→ Data extracts:
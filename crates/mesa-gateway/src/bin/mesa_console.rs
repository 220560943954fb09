//! Mesa Console: chat with the restaurant assistant from a terminal.
//! Same config and backend selection as the gateway; one session per run.
//! Commands: `/history`, `/quit`.

use anyhow::Context;
use mesa_core::{select_responder, ChatConfig, ChatSession, Role, USER_FACING_FAILURE};
use tokio::io::{AsyncBufReadExt, AsyncWriteExt, BufReader};

#[tokio::main]
async fn main() -> anyhow::Result<()> {
    dotenvy::dotenv().ok();

    // Logs go to stderr so they do not interleave with the conversation.
    tracing_subscriber::fmt()
        .with_env_filter(
            tracing_subscriber::EnvFilter::try_from_default_env()
                .unwrap_or_else(|_| "warn".into()),
        )
        .with_writer(std::io::stderr)
        .init();

    let config = ChatConfig::load().context("loading chat config")?;
    let mut session = ChatSession::new(select_responder(&config).context("initializing chat backend")?);

    let mut stdout = tokio::io::stdout();
    stdout
        .write_all(
            format!(
                "🤖 Asistente del restaurante ({}). Escribe /quit para salir.\n",
                session.mode()
            )
            .as_bytes(),
        )
        .await?;

    let mut lines = BufReader::new(tokio::io::stdin()).lines();
    loop {
        stdout.write_all(b"> ").await?;
        stdout.flush().await?;

        let Some(line) = lines.next_line().await? else {
            break;
        };
        let input = line.trim();
        match input {
            "" => continue,
            "/quit" | "/salir" => break,
            "/history" => {
                for turn in session.conversation().snapshot() {
                    let who = match turn.role() {
                        Role::User => "tú",
                        Role::Assistant => "bot",
                    };
                    stdout
                        .write_all(format!("[{}] {}: {}\n", turn.at().format("%H:%M:%S"), who, turn.text()).as_bytes())
                        .await?;
                }
                continue;
            }
            _ => {}
        }

        let reply = match session.respond(input).await {
            Ok(reply) => reply,
            Err(err) => {
                tracing::error!("[MESA] Turn failed: {}", err);
                USER_FACING_FAILURE.to_string()
            }
        };
        stdout.write_all(format!("{}\n\n", reply).as_bytes()).await?;
    }

    Ok(())
}
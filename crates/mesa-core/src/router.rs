//! Backend strategy selection.
//!
//! Every backend implements [`Responder`]. The selector is pure dispatch on the
//! effective mode: no retries across strategies and no runtime fallback to demo
//! once a network backend has been chosen.

use std::sync::Arc;

use serde::{Deserialize, Serialize};

use crate::completion_bridge::CompletionBridge;
use crate::config::ChatConfig;
use crate::conversation::Turn;
use crate::demo;
use crate::error::ChatResult;
use crate::intent_bridge::IntentBridge;

/// Which backend produces replies.
#[derive(Debug, Clone, Copy, PartialEq, Eq, Serialize, Deserialize)]
#[serde(rename_all = "snake_case")]
pub enum BackendMode {
    Demo,
    StructuredIntent,
    FreeForm,
}

impl BackendMode {
    pub fn as_str(&self) -> &'static str {
        match self {
            BackendMode::Demo => "demo",
            BackendMode::StructuredIntent => "structured_intent",
            BackendMode::FreeForm => "free_form",
        }
    }
}

impl std::fmt::Display for BackendMode {
    fn fmt(&self, f: &mut std::fmt::Formatter<'_>) -> std::fmt::Result {
        f.write_str(self.as_str())
    }
}

/// A reply-producing backend. `history` is the conversation so far, excluding `utterance`.
#[async_trait::async_trait]
pub trait Responder: Send + Sync {
    fn mode(&self) -> BackendMode;

    async fn respond(&self, history: &[Turn], utterance: &str) -> ChatResult<String>;
}

/// Local keyword responder. Never fails.
#[derive(Debug, Default, Clone, Copy)]
pub struct DemoResponder;

#[async_trait::async_trait]
impl Responder for DemoResponder {
    fn mode(&self) -> BackendMode {
        BackendMode::Demo
    }

    async fn respond(&self, _history: &[Turn], utterance: &str) -> ChatResult<String> {
        Ok(demo::resolve(utterance).to_string())
    }
}

/// Build the responder for the effective mode of `config`.
pub fn select_responder(config: &ChatConfig) -> ChatResult<Arc<dyn Responder>> {
    let mode = config.effective_mode();
    tracing::info!("[MESA] Backend selected: {}", mode);
    let responder: Arc<dyn Responder> = match mode {
        BackendMode::Demo => Arc::new(DemoResponder),
        BackendMode::StructuredIntent => {
            tracing::info!(
                "[MESA] Intent project: {} ({}) at {}",
                config.deployment_name,
                config.clu_deployment,
                config.base_url()
            );
            Arc::new(IntentBridge::new(config)?)
        }
        BackendMode::FreeForm => {
            tracing::info!(
                "[MESA] Completion deployment: {} at {}",
                config.deployment_name,
                config.base_url()
            );
            Arc::new(CompletionBridge::new(config)?)
        }
    };
    Ok(responder)
}
//! Mesa Gateway: HTTP surface for the restaurant chat.
//! One `ChatSession` per session id; a per-session mutex serializes turns.

use std::sync::Arc;
use std::time::{Duration, Instant};

use axum::{
    body::Body,
    extract::{Path, State},
    http::{Method, Request, StatusCode},
    middleware::Next,
    response::{IntoResponse, Response},
    routing::{delete, get, post},
    Json, Router,
};
use dashmap::DashMap;
use mesa_core::{ChatConfig, ChatError, ChatSession, Responder, Turn, USER_FACING_FAILURE};
use serde::{Deserialize, Serialize};
use tokio::sync::Mutex;
use tower_http::cors::{Any, CorsLayer};

/// A chat session plus the time of its last turn, for idle expiry.
pub struct SessionSlot {
    chat: ChatSession,
    last_used: Instant,
}

pub type SessionHandle = Arc<Mutex<SessionSlot>>;

/// Bounds on the in-memory session map.
#[derive(Debug, Clone, Copy)]
pub struct SessionLimits {
    pub idle_ttl: Duration,
    pub max_sessions: usize,
}

impl SessionLimits {
    pub fn from_config(config: &ChatConfig) -> Self {
        Self {
            idle_ttl: config.session_idle_ttl(),
            max_sessions: config.max_sessions,
        }
    }
}

impl Default for SessionLimits {
    fn default() -> Self {
        Self::from_config(&ChatConfig::default())
    }
}

#[derive(Clone)]
pub struct AppState {
    responder: Arc<dyn Responder>,
    sessions: Arc<DashMap<String, SessionHandle>>,
    limits: SessionLimits,
}

impl AppState {
    pub fn new(responder: Arc<dyn Responder>) -> Self {
        Self::with_limits(responder, SessionLimits::default())
    }

    pub fn with_limits(responder: Arc<dyn Responder>, limits: SessionLimits) -> Self {
        Self {
            responder,
            sessions: Arc::new(DashMap::new()),
            limits,
        }
    }

    /// Existing session, or a fresh one bound to the shared responder. Creating
    /// a session first sweeps idle ones and makes room under the cap.
    fn session(&self, id: &str) -> SessionHandle {
        if let Some(handle) = self.sessions.get(id).map(|entry| Arc::clone(entry.value())) {
            return handle;
        }

        self.evict_idle();
        self.make_room();

        self.sessions
            .entry(id.to_string())
            .or_insert_with(|| {
                tracing::info!("[MESA] New chat session: {}", id);
                Arc::new(Mutex::new(SessionSlot {
                    chat: ChatSession::new(Arc::clone(&self.responder)),
                    last_used: Instant::now(),
                }))
            })
            .clone()
    }

    /// Sessions mid-turn are locked and never count as idle.
    fn evict_idle(&self) {
        let ttl = self.limits.idle_ttl;
        let before = self.sessions.len();
        self.sessions.retain(|_, handle| match handle.try_lock() {
            Ok(slot) => slot.last_used.elapsed() < ttl,
            Err(_) => true,
        });
        let dropped = before.saturating_sub(self.sessions.len());
        if dropped > 0 {
            tracing::info!("[MESA] Dropped {} idle chat sessions", dropped);
        }
    }

    fn make_room(&self) {
        let cap = self.limits.max_sessions.max(1);
        while self.sessions.len() >= cap {
            let oldest = self
                .sessions
                .iter()
                .filter_map(|entry| {
                    let at = entry.value().try_lock().ok()?.last_used;
                    Some((entry.key().clone(), at))
                })
                .min_by_key(|(_, at)| *at)
                .map(|(id, _)| id);
            match oldest {
                Some(id) => {
                    self.sessions.remove(&id);
                    tracing::info!("[MESA] Session cap reached; dropped {}", id);
                }
                None => break,
            }
        }
    }

    pub fn session_count(&self) -> usize {
        self.sessions.len()
    }
}

#[derive(Debug, Deserialize)]
pub struct ChatRequest {
    #[serde(default)]
    pub session_id: Option<String>,
    pub message: String,
}

#[derive(Debug, Serialize)]
pub struct ChatReply {
    pub session_id: String,
    pub reply: String,
    pub mode: String,
}

#[derive(Debug, Serialize)]
pub struct ChatFailure {
    #[serde(skip_serializing_if = "Option::is_none")]
    pub session_id: Option<String>,
    pub error: String,
}

#[derive(Debug, Serialize)]
pub struct HistoryReply {
    pub session_id: String,
    pub mode: String,
    pub turns: Vec<Turn>,
}

type ApiError = (StatusCode, Json<ChatFailure>);

fn failure(status: StatusCode, session_id: Option<String>, error: &str) -> ApiError {
    (
        status,
        Json(ChatFailure {
            session_id,
            error: error.to_string(),
        }),
    )
}

pub fn build_app(state: AppState) -> Router {
    let cors = CorsLayer::new()
        .allow_origin(Any)
        .allow_methods([Method::GET, Method::POST, Method::DELETE, Method::OPTIONS])
        .allow_headers(Any);

    Router::new()
        .route("/health", get(health))
        .route("/api/v1/chat", post(chat_handler))
        .route("/api/v1/chat/:session_id", delete(end_session_handler))
        .route("/api/v1/chat/:session_id/history", get(history_handler))
        .with_state(state)
        .layer(axum::middleware::from_fn(log_request))
        .layer(cors)
}

async fn log_request(request: Request<Body>, next: Next) -> Response {
    tracing::info!("[MESA] {} {}", request.method(), request.uri().path());
    next.run(request).await
}

async fn health() -> &'static str {
    "OK"
}

/// POST /api/v1/chat: one turn. Backend failures return the generic guest
/// message; details go to the log only.
async fn chat_handler(
    State(state): State<AppState>,
    Json(body): Json<ChatRequest>,
) -> Result<Json<ChatReply>, ApiError> {
    let message = body.message.trim();
    if message.is_empty() {
        return Err(failure(StatusCode::BAD_REQUEST, body.session_id, "message is empty"));
    }

    let session_id = body
        .session_id
        .filter(|s| !s.trim().is_empty())
        .unwrap_or_else(|| uuid::Uuid::new_v4().to_string());

    let handle = state.session(&session_id);
    let mut slot = handle.lock().await;
    let result = slot.chat.respond(message).await;
    slot.last_used = Instant::now();

    match result {
        Ok(reply) => Ok(Json(ChatReply {
            session_id,
            reply,
            mode: slot.chat.mode().to_string(),
        })),
        Err(err) => {
            tracing::error!("[MESA] Session {} turn failed: {}", session_id, err);
            // A session whose first turn failed holds nothing worth keeping.
            if slot.chat.conversation().is_empty() {
                state
                    .sessions
                    .remove_if(&session_id, |_, h| Arc::ptr_eq(h, &handle));
            }
            let status = match err {
                ChatError::Resolution(_) => StatusCode::BAD_REQUEST,
                ChatError::Config(_) => StatusCode::INTERNAL_SERVER_ERROR,
                ChatError::Classification { .. } | ChatError::Completion { .. } => {
                    StatusCode::BAD_GATEWAY
                }
            };
            Err(failure(status, Some(session_id), USER_FACING_FAILURE))
        }
    }
}

/// GET /api/v1/chat/:session_id/history
async fn history_handler(
    State(state): State<AppState>,
    Path(session_id): Path<String>,
) -> Result<Json<HistoryReply>, ApiError> {
    let handle = state
        .sessions
        .get(&session_id)
        .map(|entry| Arc::clone(entry.value()))
        .ok_or_else(|| failure(StatusCode::NOT_FOUND, Some(session_id.clone()), "unknown session"))?;

    let slot = handle.lock().await;
    Ok(Json(HistoryReply {
        mode: slot.chat.mode().to_string(),
        turns: slot.chat.conversation().snapshot().to_vec(),
        session_id,
    }))
}

/// DELETE /api/v1/chat/:session_id: drop the session (restart), not a truncation.
async fn end_session_handler(
    State(state): State<AppState>,
    Path(session_id): Path<String>,
) -> Response {
    match state.sessions.remove(&session_id) {
        Some(_) => {
            tracing::info!("[MESA] Chat session ended: {}", session_id);
            StatusCode::NO_CONTENT.into_response()
        }
        None => failure(StatusCode::NOT_FOUND, Some(session_id), "unknown session").into_response(),
    }
}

→ What the task requires: Only lines holding "BufReader" are wanted; copy all of them from the listing.

→ Expected output:
use tokio::io::{AsyncBufReadExt, AsyncWriteExt, BufReader};
    let mut lines = BufReader::new(tokio::io::stdin()).lines();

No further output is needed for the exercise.